Tokenization of the corpus is required for data analysis and involves breaking up text into constituent components to isolateinteresting elements (for this project, words) and remove ancillary elements such as punctuation, numbers, and symbols. Table 2 provides a summary of the tokenized corpus, where “Types” means the number of distinct words, “Tokens” means the number of total words, and “Sentences” indicates the number of sentences.
| Source | Types | Tokens | Sentences |
|---|---|---|---|
| Blog | 296171 | 37127667 | 2072941 |
| News | 79048 | 2604138 | 143558 |
| 352560 | 29642004 | 2588551 |
This project focuses on words and word associations; as such, the tokenization process removed all non-word elements. Table 3 presents the five most common single words, two-word strings, and three-word strings for each source. The most common single words and two-word strings across sources are very similar, and several of the same three-word strings are common for Blog and News sources; however, the most common three-word strings in Twitter do not overlap with the other sources.
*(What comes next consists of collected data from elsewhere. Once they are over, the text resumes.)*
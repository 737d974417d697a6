//! Error kinds of the synchronization layer.

use thiserror::Error;
use wikiwom_syntax::{AstError, NodeId};

/// Everything a WOM operation can fail with.
///
/// All variants except [`WomError::InvariantViolation`] and
/// [`WomError::Ast`] are reported before any state changes, so the document
/// is untouched when they are returned.
#[derive(Debug, Clone, PartialEq, Eq, Error)]
pub enum WomError {
    /// A value was rejected by an attribute descriptor or validator.
    #[error("invalid value: {0}")]
    Validation(String),

    #[error("unsupported operation: {0}")]
    UnsupportedOperation(String),

    #[error("content model violation: {0}")]
    ContentModel(String),

    #[error("the page already has a category called `{0}`")]
    NameCollision(String),

    /// The factory met an XML element it has no constructor for.
    #[error("unsupported element <{name}> at AST node {node}")]
    UnsupportedElement { node: NodeId, name: String },

    /// The WOM and the AST disagree; the operation was abandoned midway.
    #[error("structural invariant violated: {0}")]
    InvariantViolation(String),

    #[error(transparent)]
    Ast(#[from] AstError),
}

impl WomError {
    /// Whether the error signals a programming error rather than bad input.
    pub fn is_fatal(&self) -> bool {
        matches!(self, WomError::InvariantViolation(_) | WomError::Ast(_))
    }

    pub(crate) fn validation(msg: impl Into<String>) -> Self {
        WomError::Validation(msg.into())
    }

    pub(crate) fn unsupported(msg: impl Into<String>) -> Self {
        WomError::UnsupportedOperation(msg.into())
    }

    pub(crate) fn invariant(msg: impl Into<String>) -> Self {
        WomError::InvariantViolation(msg.into())
    }
}

pub type Result<T, E = WomError> = std::result::Result<T, E>;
This suggests that a predictive text tool might need to take into consideration the employed context to enhance accuracy.
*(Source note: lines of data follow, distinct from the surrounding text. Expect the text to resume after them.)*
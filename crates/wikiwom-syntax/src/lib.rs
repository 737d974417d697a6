//! # wikiwom-syntax
//!
//! The wikitext abstract syntax tree that the Wiki Object Model is kept in
//! sync with, plus a parser and printer for a practical subset of wikitext.
//!
//! ## Round-Trip Data
//!
//! The AST drops surface details a plain syntax tree would lose: whether bold
//! was written `'''x'''` or `<b>x</b>`, the quotes around an attribute value,
//! the whitespace inside a tag. Each node may carry [`RtData`], the literal
//! glue printed around its children, so an unedited parse prints back
//! byte for byte:
//!
//! ```
//! use wikiwom_syntax::{parse, printer::print_document};
//!
//! let input = "<div  class='x'>''a''&amp;b</div >\n";
//! let ast = parse(input);
//! assert_eq!(print_document(&ast).unwrap(), input);
//! ```
//!
//! A node built by an edit has no round-trip data and prints in a canonical
//! synthesized form instead.
//!
//! ## Architecture Overview
//!
//! ```text
//! Source Text → Lexer → Tokens → Parser → Ast arena → Printer → Text
//!               (Logos)          (recursive descent)
//! ```
//!
//! ## Module Structure
//!
//! ```text
//! wikiwom-syntax/
//! ├── lib.rs        # This file - public API
//! ├── ast.rs        # NodeId, NodeKind, Ast arena
//! ├── rtd.rs        # RtData glue records
//! ├── error.rs      # AstError
//! ├── printer.rs    # AST → wikitext
//! ├── lexer.rs      # Logos-based tokenizer
//! └── parser/
//!     ├── mod.rs    # Parser struct, parse()
//!     ├── block.rs  # paragraphs, rules, block tags
//!     ├── inline.rs # emphasis, links, tags, comments, references
//!     └── tag.rs    # start/end tag scanners
//! ```

pub mod ast;
pub mod error;
pub mod lexer;
pub mod parser;
pub mod printer;
pub mod rtd;

pub use ast::{Ast, AstNode, NodeId, NodeKind};
pub use error::AstError;
pub use parser::parse;
pub use rtd::RtData;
| Blog-1 | Blog-2 | Blog-3 | News-1 | News-2 | News-3 | Twitter-1 | Twitter-2 | Twitter-3 |
|---|---|---|---|---|---|---|---|---|
| the | of the | one of the | the | of the | one of the | the | in the | thanks for the |
| and | in the | a lot of | to | in the | a lot of | to | for the | looking forward to |
| to | to the | as well as | and | to the | as well as | i | of the | thank you for |
| a | on the | to be a | a | on the | according to the | a | on the | i love you |
| of | to be | it was a | of | for the | in the first | you | to be | for the follow |
The next step in the project will involve using the common words and word strings to generate a predictive model of word associations. The end-goal Shiny tool will use this model to present the user with reasonable text options after s/he enters a word or phrase.
## STEP 1: Load important libraries.
library(tidyverse) # dplyr, stringr, ggplot2, etc.
library(quanteda) # "Quantitative Analysis of Textual Data"
library(DT) # DataTables
library(readtext) # readtext
library(knitr) # for kable
library(kableExtra) # for fancier kables
## STEP 2: Read in the text files.
# The data were provided by the course instructors in the following .zip file:
# https://d396qusza40orc.cloudfront.net/dsscapstone/dataset/Coursera-SwiftKey.zip
# Download and unzip the files. The unzipped file contains 4 folders of 3 files each (separated by language). Put all 12
# files into a single /data subdirectory of the working directory and rename them to separate variables evident in the file
# name by replacing the first '.' with '_'. Also change 'blogs' to 'Blog', 'news' to 'News', and 'twitter' to 'Twitter'.
# This project will use the English language files. The code below reads each file line by line and converted into a data
# frame, skipping null lines and identifying the encoding as UTF-8 (otherwise some things appear funky). Two columns are
# added to the data frame to specify language (English) and source (Blog, News, or Twitter). The first column is
# renamed to "Text" otherwise it is automatically named after the file name. Then the data frames are combined into one
# object ("English"), the individual data frames are removed, a new column is added that indicates the number of characters
# per line, the columns are reordered, and the rows are grouped by source.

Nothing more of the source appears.